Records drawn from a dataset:
- - -

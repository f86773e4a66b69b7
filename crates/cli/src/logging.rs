use tracing_subscriber::EnvFilter;
use tracing_subscriber::fmt::writer::MakeWriterExt;

pub fn init_logging(verbosity: u8) {
	// 0 = warnings (checkpoint prompts, failed logins), CDP chatter silenced
	// 1 (-v) = login progress (info)
	// 2+ (-vv) = debug for signon, info for the browser driver
	let filter = match verbosity {
		0 => "warn,headless_chrome=off",
		1 => "info,headless_chrome=warn",
		_ => "debug,headless_chrome=info,tungstenite=warn",
	};

	let env_filter = EnvFilter::try_from_default_env().unwrap_or_else(|_| EnvFilter::new(filter));

	let stderr = std::io::stderr.with_max_level(tracing::Level::TRACE);

	tracing_subscriber::fmt()
		.with_env_filter(env_filter)
		.with_writer(stderr)
		.with_target(true)
		.with_level(true)
		.compact()
		.init();
}
//! Login credentials handed to the orchestrator.

use std::fmt;

/// Identifier and secret for one attempt.
///
/// Neither field ever appears in `Debug` output, so a `Credentials` value can
/// sit inside structs that get logged.
#[derive(Clone, PartialEq, Eq)]
pub struct Credentials {
	identifier: String,
	secret: String,
}

impl Credentials {
	pub fn new(identifier: impl Into<String>, secret: impl Into<String>) -> Self {
		Self {
			identifier: identifier.into(),
			secret: secret.into(),
		}
	}

	/// Builds credentials from two environment variables.
	///
	/// Unset or non-unicode variables become empty fields, which the
	/// orchestrator reports as a configuration failure.
	pub fn from_env(identifier_var: &str, secret_var: &str) -> Self {
		let read = |name: &str| std::env::var(name).unwrap_or_default();
		Self::new(read(identifier_var), read(secret_var))
	}

	pub fn identifier(&self) -> &str {
		&self.identifier
	}

	pub fn secret(&self) -> &str {
		&self.secret
	}

	/// Names the first missing field, if any.
	pub fn missing_field(&self) -> Option<&'static str> {
		if self.identifier.is_empty() {
			Some("identifier")
		} else if self.secret.is_empty() {
			Some("secret")
		} else {
			None
		}
	}
}

impl fmt::Debug for Credentials {
	fn fmt(&self, f: &mut fmt::Formatter<'_>) -> fmt::Result {
		let redact = |value: &str| if value.is_empty() { "<empty>" } else { "<redacted>" };
		f.debug_struct("Credentials")
			.field("identifier", &redact(&self.identifier))
			.field("secret", &redact(&self.secret))
			.finish()
	}
}
//! Scripted [`Page`] for exercising the login flow without a browser.
//!
//! A [`ScriptedPage`] starts at a fixed location. Navigation moves it to the
//! requested URL, or to the configured redirect for that URL. Once the submit
//! control has been clicked, every location read takes the next entry from the
//! post-submit script; when the script runs dry the last entry keeps being
//! returned. Every command is recorded so tests can assert on exactly what the
//! orchestrator did.
//!
//! Only built for this crate's tests or with the `testing` feature.
//!
//! ```ignore
//! use signon::testing::ScriptedPage;
//!
//! let page = ScriptedPage::new("about:blank")
//! 	.then("https://example.com/checkpoint")
//! 	.then("https://example.com/feed");
//! ```

use std::cell::{Cell, RefCell};
use std::collections::{HashMap, HashSet, VecDeque};

use crate::error::{PageError, PageResult};
use crate::page::{Clickable, InputHandle, Page};

/// A command issued to a [`ScriptedPage`].
#[derive(Debug, Clone, PartialEq, Eq)]
pub enum Command {
	Navigate(String),
	WaitLoad,
	FindInput(String),
	Focus(String),
	SetText { selector: String, text: String },
	FindClickable(String),
	Click(String),
}

type Location = Result<String, PageError>;

/// Test double for [`Page`].
pub struct ScriptedPage {
	current: RefCell<Location>,
	script: RefCell<VecDeque<Location>>,
	missing: HashSet<String>,
	redirects: HashMap<String, String>,
	submitted: Cell<bool>,
	reads: Cell<u32>,
	polls: Cell<u32>,
	commands: RefCell<Vec<Command>>,
}

impl ScriptedPage {
	/// A page currently showing `location`.
	pub fn new(location: impl Into<String>) -> Self {
		Self::starting_at(Ok(location.into()))
	}

	/// A page whose location can never be read.
	pub fn closed() -> Self {
		Self::starting_at(Err(PageError::Unavailable("target closed".into())))
	}

	fn starting_at(current: Location) -> Self {
		Self {
			current: RefCell::new(current),
			script: RefCell::new(VecDeque::new()),
			missing: HashSet::new(),
			redirects: HashMap::new(),
			submitted: Cell::new(false),
			reads: Cell::new(0),
			polls: Cell::new(0),
			commands: RefCell::new(Vec::new()),
		}
	}

	/// Appends a post-submit location.
	pub fn then(self, location: impl Into<String>) -> Self {
		self.script.borrow_mut().push_back(Ok(location.into()));
		self
	}

	/// Appends `location` `times` times.
	pub fn then_repeat(self, location: &str, times: usize) -> Self {
		(0..times).fold(self, |page, _| page.then(location))
	}

	/// Appends a read that fails as if the tab had been closed. Reads after
	/// it keep failing unless more locations follow.
	pub fn then_closed(self) -> Self {
		self.script
			.borrow_mut()
			.push_back(Err(PageError::Unavailable("target closed".into())));
		self
	}

	/// Makes lookups of `selector` fail.
	pub fn without(mut self, selector: impl Into<String>) -> Self {
		self.missing.insert(selector.into());
		self
	}

	/// Navigating to `from` lands on `to` instead.
	pub fn redirecting(mut self, from: impl Into<String>, to: impl Into<String>) -> Self {
		self.redirects.insert(from.into(), to.into());
		self
	}

	/// All commands issued so far, excluding location reads.
	pub fn interactions(&self) -> Vec<Command> {
		self.commands.borrow().clone()
	}

	/// Location reads, including the fast-path read.
	pub fn location_reads(&self) -> u32 {
		self.reads.get()
	}

	/// Location reads made after the form was submitted.
	pub fn polls(&self) -> u32 {
		self.polls.get()
	}

	pub fn was_submitted(&self) -> bool {
		self.submitted.get()
	}

	fn record(&self, command: Command) {
		self.commands.borrow_mut().push(command);
	}

	fn lookup(&self, selector: &str) -> PageResult<()> {
		if self.missing.contains(selector) {
			return Err(PageError::ElementNotFound {
				selector: selector.to_string(),
			});
		}
		Ok(())
	}
}

impl Page for ScriptedPage {
	fn current_location(&self) -> PageResult<String> {
		self.reads.set(self.reads.get() + 1);
		if self.submitted.get() {
			self.polls.set(self.polls.get() + 1);
			if let Some(next) = self.script.borrow_mut().pop_front() {
				*self.current.borrow_mut() = next;
			}
		}
		self.current.borrow().clone()
	}

	fn navigate(&self, url: &str) -> PageResult<()> {
		self.record(Command::Navigate(url.to_string()));
		let landed = self.redirects.get(url).map_or(url, String::as_str);
		*self.current.borrow_mut() = Ok(landed.to_string());
		Ok(())
	}

	fn wait_load(&self) -> PageResult<()> {
		self.record(Command::WaitLoad);
		Ok(())
	}

	fn find_input(&self, selector: &str) -> PageResult<Box<dyn InputHandle + '_>> {
		self.record(Command::FindInput(selector.to_string()));
		self.lookup(selector)?;
		Ok(Box::new(ScriptedElement {
			page: self,
			selector: selector.to_string(),
		}))
	}

	fn find_clickable(&self, selector: &str) -> PageResult<Box<dyn Clickable + '_>> {
		self.record(Command::FindClickable(selector.to_string()));
		self.lookup(selector)?;
		Ok(Box::new(ScriptedElement {
			page: self,
			selector: selector.to_string(),
		}))
	}
}

struct ScriptedElement<'a> {
	page: &'a ScriptedPage,
	selector: String,
}

impl InputHandle for ScriptedElement<'_> {
	fn focus(&self) -> PageResult<()> {
		self.page.record(Command::Focus(self.selector.clone()));
		Ok(())
	}

	fn set_text(&self, text: &str) -> PageResult<()> {
		self.page.record(Command::SetText {
			selector: self.selector.clone(),
			text: text.to_string(),
		});
		Ok(())
	}
}

impl Clickable for ScriptedElement<'_> {
	fn click(&self) -> PageResult<()> {
		self.page.record(Command::Click(self.selector.clone()));
		self.page.submitted.set(true);
		Ok(())
	}
}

- - -

Lines that hold "InputHandle" are the ones to copy, so pick each out from the data.

TASK OUTPUT:
use crate::page::{Clickable, InputHandle, Page};
	fn find_input(&self, selector: &str) -> PageResult<Box<dyn InputHandle + '_>> {
impl InputHandle for ScriptedElement<'_> {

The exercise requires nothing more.